DNA molecules use this property to ensure that cell proteins attach at the right spot to correctly imprint instructions. But viruses like HIV exploit this property in an effort to induce a cell to produce more virus instead of normal proteins.
Understanding how proteins and viruses navigate DNA “is one of the hardest questions in the field,” Chen says. So he is working to develop tools that “help to recognize similarities between a protein and DNA and to pinpoint where they will bond.”
With so much data, researchers need clear methods to determine which results to pay attention to and which to ignore.
“There needs to be a number, but you can’t just choose it, it has to be extracted from the data,” Chen says. He is collaborating with statistician Soutir Bandyopadhyay, assistant professor of mathematics in Lehigh’s College of Arts and Sciences, to produce a system that will allow researchers to decide how much similarity or difference is significant enough to warrant a closer look, and then pull only those results from the data.
Bioinformatics is inherently interdisciplinary, so in addition to faculty colleagues Chen involves undergraduate and graduate students from a variety of backgrounds in his research.
“Some of the students in our lab study specific disease proteins, others make mathematical representations of molecular surfaces, and others write software for accelerating comparisons and making them more precise,” he says.
Kevin Lee ’13, a bioengineering major, spent the summer after graduation working on a conference presentation of his research into a class of proteins called the major histocompatibility complex—molecules responsible for activating appropriate immune response in the body. Lee, who is starting graduate school at Columbia University this fall, is applying VASP algorithms to help predict how well these proteins will bind.
“Being able to classify these proteins will help researchers develop better drug delivery systems for cancers and autoimmune diseases,” Lee says. “Using high-performance computing we’re able to analyze a huge group of structures at once. It’s really revolutionary.”
Lee initially sought out research in a “wet” biology lab, but was drawn to the promise of using computational tools. “It adds a unique skill set to my repertoire,” he says.
“One thing that stands out in Professor Chen’s lab is that each student has their own project,” Lee says. “He’s really put forth effort to help each of us individually, as well as promote collaboration.”

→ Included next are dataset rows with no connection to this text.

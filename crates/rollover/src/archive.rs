//! The capped history of archived cycles.
//!
//! Entries are kept in insertion order, newest first. Normal archival
//! prepends and then truncates to the cap, so eviction removes the oldest
//! *inserted* entry. Display ordering by recency is a separate view
//! ([`HistoryLog::by_recency`]); the two orderings are never conflated.
//!
//! Archiving does not deduplicate: archiving the same cycle twice leaves
//! two copies until a merge import or a reset collapses them.

use crate::config::MergeCapPolicy;
use crate::domain::{CycleId, CycleRecord, HistoryEntry, MetricsEdit, UserDistributions};
use serde::{Deserialize, Serialize};
use std::cmp::Reverse;
use std::collections::HashSet;

/// Ordered sequence of history entries, newest inserted first.
#[derive(Debug, Clone, Default, PartialEq, Serialize, Deserialize)]
#[serde(transparent)]
pub struct HistoryLog {
    entries: Vec<HistoryEntry>,
}

/// Outcome of merging an imported history into the local one.
#[derive(Debug, Clone, Copy, Default, PartialEq, Eq, Serialize)]
#[serde(rename_all = "camelCase")]
pub struct MergeReport {
    /// Local entries overwritten by an imported entry with the same id
    pub updated: usize,
    /// Imported entries appended because their id was new (or absent)
    pub appended: usize,
    /// Entries dropped: local duplicates of an updated id, plus any cap eviction
    pub evicted: usize,
}

impl HistoryLog {
    /// An empty log.
    pub fn new() -> Self {
        Self::default()
    }

    /// Wrap entries that are already in insertion order.
    pub fn from_entries(entries: Vec<HistoryEntry>) -> Self {
        Self { entries }
    }

    /// Entries in insertion order, newest first.
    pub fn entries(&self) -> &[HistoryEntry] {
        &self.entries
    }

    /// Consume the log, returning its entries.
    pub fn into_entries(self) -> Vec<HistoryEntry> {
        self.entries
    }

    /// Number of entries.
    pub fn len(&self) -> usize {
        self.entries.len()
    }

    /// Whether the log is empty.
    pub fn is_empty(&self) -> bool {
        self.entries.is_empty()
    }

    /// Snapshot a record into the log at the newest position, then truncate
    /// to `cap`. Returns the evicted entries, oldest last.
    pub fn archive(
        &mut self,
        record: &CycleRecord,
        user_distributions: Option<UserDistributions>,
        cap: usize,
    ) -> Vec<HistoryEntry> {
        self.entries
            .insert(0, HistoryEntry::new(record.clone(), user_distributions));
        self.apply_cap(cap)
    }

    /// Truncate to at most `cap` entries, dropping from the old end.
    pub fn apply_cap(&mut self, cap: usize) -> Vec<HistoryEntry> {
        if self.entries.len() > cap {
            self.entries.split_off(cap)
        } else {
            Vec::new()
        }
    }

    /// Whether any entry carries the id.
    pub fn contains(&self, id: &CycleId) -> bool {
        self.find(id).is_some()
    }

    /// The newest-inserted entry with the id.
    pub fn find(&self, id: &CycleId) -> Option<&HistoryEntry> {
        self.entries.iter().find(|e| e.id() == Some(id))
    }

    /// Every entry with the id, in insertion order.
    pub fn find_all<'a>(&'a self, id: &'a CycleId) -> impl Iterator<Item = &'a HistoryEntry> + 'a {
        self.entries.iter().filter(move |e| e.id() == Some(id))
    }

    /// Write edited metrics into every entry with the id. Flags on history
    /// entries are left alone. Returns how many entries changed.
    pub fn update_metrics(&mut self, id: &CycleId, edit: &MetricsEdit) -> usize {
        let mut count = 0;
        for entry in self.entries.iter_mut().filter(|e| e.id() == Some(id)) {
            edit.write_to(&mut entry.record);
            count += 1;
        }
        count
    }

    /// Remove every entry with the id, returning them.
    pub fn remove(&mut self, id: &CycleId) -> Vec<HistoryEntry> {
        let (removed, kept) = std::mem::take(&mut self.entries)
            .into_iter()
            .partition(|e| e.id() == Some(id));
        self.entries = kept;
        removed
    }

    /// Ids present in the log, without repeats.
    pub fn ids(&self) -> HashSet<&CycleId> {
        self.entries.iter().filter_map(HistoryEntry::id).collect()
    }

    /// Merge imported entries into this log.
    ///
    /// For an imported entry whose id already exists locally, the first local
    /// match is overwritten in place and any further local copies are dropped.
    /// Imported entries without an id, or with an unknown id, are appended.
    /// The result is stably sorted by recency (newest first, undated last).
    /// Under [`MergeCapPolicy::Apply`] the log is then truncated to `cap`.
    pub fn merge(
        &mut self,
        imported: Vec<HistoryEntry>,
        policy: MergeCapPolicy,
        cap: usize,
    ) -> MergeReport {
        let mut report = MergeReport::default();

        for entry in imported {
            let Some(id) = entry.id().cloned() else {
                self.entries.push(entry);
                report.appended += 1;
                continue;
            };

            match self.entries.iter().position(|e| e.id() == Some(&id)) {
                Some(first) => {
                    self.entries[first] = entry;
                    report.updated += 1;

                    let before = self.entries.len();
                    let mut index = 0;
                    self.entries.retain(|e| {
                        let keep = index <= first || e.id() != Some(&id);
                        index += 1;
                        keep
                    });
                    report.evicted += before - self.entries.len();
                }
                None => {
                    self.entries.push(entry);
                    report.appended += 1;
                }
            }
        }

        self.sort_by_recency();

        if policy == MergeCapPolicy::Apply {
            report.evicted += self.apply_cap(cap).len();
        }

        report
    }

    /// Stable sort, newest first. Entries with no timestamp go last.
    pub fn sort_by_recency(&mut self) {
        self.entries
            .sort_by_key(|e| (e.recency().is_none(), Reverse(e.recency())));
    }

    /// Entries in display order (newest first), leaving storage order alone.
    pub fn by_recency(&self) -> Vec<&HistoryEntry> {
        let mut view: Vec<&HistoryEntry> = self.entries.iter().collect();
        view.sort_by_key(|e| (e.recency().is_none(), Reverse(e.recency())));
        view
    }
}
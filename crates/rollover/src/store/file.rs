//! File-backed record stores.
//!
//! The cycle record is a single pretty-printed JSON document; the history
//! log is JSONL with one entry per line, newest inserted first. Both are
//! replaced with an atomic temp-file-and-rename write.
//!
//! `history.jsonl` is an on-disk format only. Everywhere else the history
//! log is a JSON array of entries: export blobs carry `historyLog` as an
//! array, and [`HistoryLog`] serializes as one.
//!
//! History loading is resilient: a corrupt or hand-mangled line is skipped
//! with a warning instead of making the whole log unreadable.

use super::RecordStore;
use crate::archive::HistoryLog;
use crate::domain::HistoryEntry;
use crate::error::Result;
use async_trait::async_trait;
use rollover_jsonl::{read_json_document, read_jsonl_resilient, write_json_atomic, write_jsonl_atomic};
use serde::Serialize;
use serde::de::DeserializeOwned;
use std::marker::PhantomData;
use std::path::{Path, PathBuf};

/// Store for one JSON document.
#[derive(Debug)]
pub struct JsonDocumentStore<T> {
    path: PathBuf,
    _marker: PhantomData<fn() -> T>,
}

impl<T> JsonDocumentStore<T> {
    /// A store backed by the file at `path`. The file need not exist yet.
    pub fn new(path: impl Into<PathBuf>) -> Self {
        Self {
            path: path.into(),
            _marker: PhantomData,
        }
    }

    /// Location of the document.
    pub fn path(&self) -> &Path {
        &self.path
    }
}

#[async_trait]
impl<T> RecordStore<T> for JsonDocumentStore<T>
where
    T: Serialize + DeserializeOwned + Send + Sync,
{
    async fn load(&self) -> Result<Option<T>> {
        Ok(read_json_document(&self.path).await?)
    }

    async fn save(&self, value: &T) -> Result<()> {
        write_json_atomic(&self.path, value).await?;
        tracing::debug!(path = %self.path.display(), "Wrote document");
        Ok(())
    }
}

/// Store for the history log as JSON Lines.
#[derive(Debug)]
pub struct JsonlHistoryStore {
    path: PathBuf,
}

impl JsonlHistoryStore {
    /// A store backed by the file at `path`. The file need not exist yet.
    pub fn new(path: impl Into<PathBuf>) -> Self {
        Self { path: path.into() }
    }

    /// Location of the log.
    pub fn path(&self) -> &Path {
        &self.path
    }
}

#[async_trait]
impl RecordStore<HistoryLog> for JsonlHistoryStore {
    async fn load(&self) -> Result<Option<HistoryLog>> {
        if !tokio::fs::try_exists(&self.path).await? {
            return Ok(None);
        }

        let (entries, warnings) = read_jsonl_resilient::<HistoryEntry, _>(&self.path).await?;
        for warning in &warnings {
            tracing::warn!(
                path = %self.path.display(),
                line = warning.line_number(),
                kind = warning.kind(),
                error = %warning,
                "Skipped history line"
            );
        }

        Ok(Some(HistoryLog::from_entries(entries)))
    }

    async fn save(&self, value: &HistoryLog) -> Result<()> {
        write_jsonl_atomic(&self.path, value.entries()).await?;
        tracing::debug!(path = %self.path.display(), entries = value.len(), "Wrote history log");
        Ok(())
    }
}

Getting conventionally trained scientists to grasp the value of computational tools is one of the big challenges of his field, Chen admits. It’s important for him to communicate across the boundaries. “It’s exciting when someone whose experience has been mono-disciplinary sees our tools and says, ‘Wow, that’s incredibly useful, it’s not just geeky computer stuff.’”
The common thread between these disparate approaches—representing molecular structure, 3-D shapes and electrostatic forces, and doing statistical analysis—is geometry, Chen says. An avid computer gamer, he observes that games are broad-brush examples of how geometry is applied to render realistic representations of nature. In his work Chen goes a step further, using geometry to model molecular surfaces and subatomic spaces, and pushing its theories (which are excellent for describing rigid structures) to help understand how flexible molecules move in solution.

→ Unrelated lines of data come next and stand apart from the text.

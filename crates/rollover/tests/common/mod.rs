//! Common test utilities shared across integration tests.
//!
//! Fakes for the three collaborators plus a harness that wires them to an
//! orchestrator over in-memory stores and a fixed clock.

#![allow(dead_code)]

use async_trait::async_trait;
use chrono::{DateTime, NaiveDate, TimeZone, Utc};
use rollover::archive::HistoryLog;
use rollover::clock::FixedClock;
use rollover::collaborators::{
    BulkActionCollaborator, BulkActionReport, ClosedMilestone, CreatedMilestone,
    MilestoneCollaborator, SnapshotProvider,
};
use rollover::config::RolloverConfig;
use rollover::domain::{BoardIssue, BoardSnapshot, ClosedTicket, CycleRecord, UserPerformance};
use rollover::error::CollaboratorError;
use rollover::ledger::CycleLedger;
use rollover::orchestrator::CycleOrchestrator;
use rollover::store::{InMemoryRecordStore, LedgerStores};
use std::collections::BTreeMap;
use std::sync::atomic::{AtomicBool, Ordering};
use std::sync::{Arc, Mutex};
use std::time::Duration;

/// 2026-06-01 09:00 UTC, the instant every harness clock starts at.
pub fn start_instant() -> DateTime<Utc> {
    Utc.with_ymd_and_hms(2026, 6, 1, 9, 0, 0).unwrap()
}

/// A board snapshot for a sprint named `milestone`.
pub fn sprint_snapshot(milestone: &str, total_hours: f64) -> BoardSnapshot {
    BoardSnapshot {
        total_tickets: 6,
        total_hours,
        closed_hours: 18.0,
        closed_tickets_list: vec![
            ClosedTicket {
                id: 101,
                title: "Export history as CSV".to_string(),
                has_needs_merge_label: false,
            },
            ClosedTicket {
                id: 102,
                title: "Fix board filter".to_string(),
                has_needs_merge_label: true,
            },
            ClosedTicket {
                id: 103,
                title: "Rename columns".to_string(),
                has_needs_merge_label: false,
            },
        ],
        user_performance: BTreeMap::from([
            (
                "alice".to_string(),
                UserPerformance {
                    total_tickets: 4,
                    closed_tickets: 2,
                    total_hours: 24.0,
                    closed_hours: 12.0,
                },
            ),
            (
                "bob".to_string(),
                UserPerformance {
                    total_tickets: 2,
                    closed_tickets: 1,
                    total_hours: total_hours - 24.0,
                    closed_hours: 6.0,
                },
            ),
        ]),
        current_milestone_name: Some(milestone.to_string()),
        user_distributions: Some(BTreeMap::from([(
            "alice".to_string(),
            BTreeMap::from([("Doing".to_string(), 12.0), ("Done".to_string(), 12.0)]),
        )])),
    }
}

/// Issues spread over done-like and open boards.
pub fn board_issues() -> Vec<BoardIssue> {
    [
        (101, "Export history as CSV", "Done"),
        (104, "Migrate settings page", "In Progress"),
        (105, "Flaky login test", "Review"),
        (102, "Fix board filter", "Closed (this sprint)"),
        (106, "Write release notes", "Backlog"),
    ]
    .into_iter()
    .map(|(id, title, board)| BoardIssue {
        id,
        title: title.to_string(),
        board: board.to_string(),
    })
    .collect()
}

/// Snapshot provider returning whatever was last scripted.
#[derive(Debug, Default)]
pub struct ScriptedBoard {
    snapshot: Mutex<BoardSnapshot>,
    issues: Mutex<Vec<BoardIssue>>,
}

impl ScriptedBoard {
    pub fn new(snapshot: BoardSnapshot, issues: Vec<BoardIssue>) -> Self {
        Self {
            snapshot: Mutex::new(snapshot),
            issues: Mutex::new(issues),
        }
    }

    pub fn set_snapshot(&self, snapshot: BoardSnapshot) {
        *self.snapshot.lock().unwrap() = snapshot;
    }

    pub fn set_total_hours(&self, hours: f64) {
        self.snapshot.lock().unwrap().total_hours = hours;
    }

    pub fn set_milestone(&self, milestone: Option<&str>) {
        self.snapshot.lock().unwrap().current_milestone_name = milestone.map(str::to_string);
    }

    pub fn set_issues(&self, issues: Vec<BoardIssue>) {
        *self.issues.lock().unwrap() = issues;
    }
}

#[async_trait]
impl SnapshotProvider for ScriptedBoard {
    async fn capture(&self) -> BoardSnapshot {
        self.snapshot.lock().unwrap().clone()
    }

    async fn board_issues(&self) -> Vec<BoardIssue> {
        self.issues.lock().unwrap().clone()
    }
}

/// Milestone service fake that records calls and can be told to fail.
#[derive(Debug, Default)]
pub struct RecordingMilestones {
    pub created: Mutex<Vec<(String, NaiveDate, NaiveDate)>>,
    pub closed: Mutex<Vec<String>>,
    fail: AtomicBool,
}

impl RecordingMilestones {
    pub fn set_failing(&self, fail: bool) {
        self.fail.store(fail, Ordering::SeqCst);
    }

    pub fn created_titles(&self) -> Vec<String> {
        self.created
            .lock()
            .unwrap()
            .iter()
            .map(|(title, _, _)| title.clone())
            .collect()
    }

    fn check(&self) -> Result<(), CollaboratorError> {
        if self.fail.load(Ordering::SeqCst) {
            Err(CollaboratorError::new("503 Service Unavailable"))
        } else {
            Ok(())
        }
    }
}

#[async_trait]
impl MilestoneCollaborator for RecordingMilestones {
    async fn create(
        &self,
        title: &str,
        start: NaiveDate,
        end: NaiveDate,
    ) -> Result<CreatedMilestone, CollaboratorError> {
        self.check()?;
        let mut created = self.created.lock().unwrap();
        created.push((title.to_string(), start, end));
        Ok(CreatedMilestone {
            external_id: format!("ms-{}", created.len()),
            display_name: title.to_string(),
            web_url: format!("https://gitlab.example/milestones/{}", created.len()),
        })
    }

    async fn close(&self, title: &str) -> Result<ClosedMilestone, CollaboratorError> {
        self.check()?;
        self.closed.lock().unwrap().push(title.to_string());
        Ok(ClosedMilestone {
            title: title.to_string(),
            web_url: "https://gitlab.example/milestones/closed".to_string(),
            closed_at: start_instant(),
        })
    }
}

/// Bulk-action fake that records each batch, optionally after a delay.
#[derive(Debug, Default)]
pub struct RecordingBulkActions {
    pub batches: Mutex<Vec<(Vec<u64>, String)>>,
    fail: AtomicBool,
    delay: Mutex<Option<Duration>>,
}

impl RecordingBulkActions {
    pub fn set_failing(&self, fail: bool) {
        self.fail.store(fail, Ordering::SeqCst);
    }

    pub fn set_delay(&self, delay: Duration) {
        *self.delay.lock().unwrap() = Some(delay);
    }

    pub fn batch_count(&self) -> usize {
        self.batches.lock().unwrap().len()
    }
}

#[async_trait]
impl BulkActionCollaborator for RecordingBulkActions {
    async fn select_and_queue(
        &self,
        issues: &[BoardIssue],
        command: &str,
    ) -> Result<BulkActionReport, CollaboratorError> {
        let delay = *self.delay.lock().unwrap();
        if let Some(delay) = delay {
            tokio::time::sleep(delay).await;
        }
        if self.fail.load(Ordering::SeqCst) {
            return Err(CollaboratorError::new("bulk edit rejected"));
        }
        self.batches.lock().unwrap().push((
            issues.iter().map(|issue| issue.id).collect(),
            command.to_string(),
        ));
        Ok(BulkActionReport {
            queued: issues.len(),
        })
    }
}

/// An orchestrator over in-memory stores with handles to every fake.
pub struct Harness {
    pub orchestrator: CycleOrchestrator,
    pub board: Arc<ScriptedBoard>,
    pub milestones: Arc<RecordingMilestones>,
    pub bulk: Arc<RecordingBulkActions>,
    pub cycle_store: InMemoryRecordStore<CycleRecord>,
    pub history_store: InMemoryRecordStore<HistoryLog>,
    pub clock: Arc<FixedClock>,
}

impl Harness {
    /// Serialized contents of both stores, for byte-for-byte comparisons.
    pub async fn persisted(&self) -> (String, String) {
        (
            serde_json::to_string(&self.cycle_store.snapshot().await).unwrap(),
            serde_json::to_string(&self.history_store.snapshot().await).unwrap(),
        )
    }

    /// Run steps 1, 2, 5, 6 and 7 against the current board.
    pub async fn run_full_cycle(&self) {
        let o = &self.orchestrator;
        o.end_cycle().await.unwrap();
        o.prepare_next().await.unwrap();
        o.create_milestone().await.unwrap();
        o.set_survivors().await.unwrap();
        let wrap = o.close_old_milestone().await.unwrap();
        self.board.set_milestone(wrap.next.milestone_name.as_deref());
    }
}

/// Harness for a board running sprint "14 KW 23".
pub async fn harness() -> Harness {
    harness_with(RolloverConfig::default(), None).await
}

/// Harness with a custom config and an optional pre-existing record.
pub async fn harness_with(config: RolloverConfig, record: Option<CycleRecord>) -> Harness {
    let cycle_store = match record {
        Some(record) => InMemoryRecordStore::with_value(record),
        None => InMemoryRecordStore::new(),
    };
    let history_store = InMemoryRecordStore::new();
    let clock = Arc::new(FixedClock::at(start_instant()));

    let stores = LedgerStores {
        cycle: Box::new(cycle_store.clone()),
        history: Box::new(history_store.clone()),
    };
    let ledger = CycleLedger::open(stores, config, clock.clone())
        .await
        .unwrap();

    let board = Arc::new(ScriptedBoard::new(
        sprint_snapshot("14 KW 23", 40.0),
        board_issues(),
    ));
    let milestones = Arc::new(RecordingMilestones::default());
    let bulk = Arc::new(RecordingBulkActions::default());

    let orchestrator = CycleOrchestrator::new(
        Arc::new(ledger),
        board.clone(),
        milestones.clone(),
        bulk.clone(),
    );

    Harness {
        orchestrator,
        board,
        milestones,
        bulk,
        cycle_store,
        history_store,
        clock,
    }
}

“I find all of these things really fascinating, and when they are attached to real biomedical problems, that’s even more exciting,” he says. “That’s what gets me here early in the morning and keeps me here late.”
Jazz, he says, is an apt metaphor for his research.
“In jazz there are always new genres being advanced while others slowly decay,” Chen says. “When I see a new direction in which the field can go, that’s like a new genre. It’s exciting to pick up the melody for a new thing and push it as far as you can go.”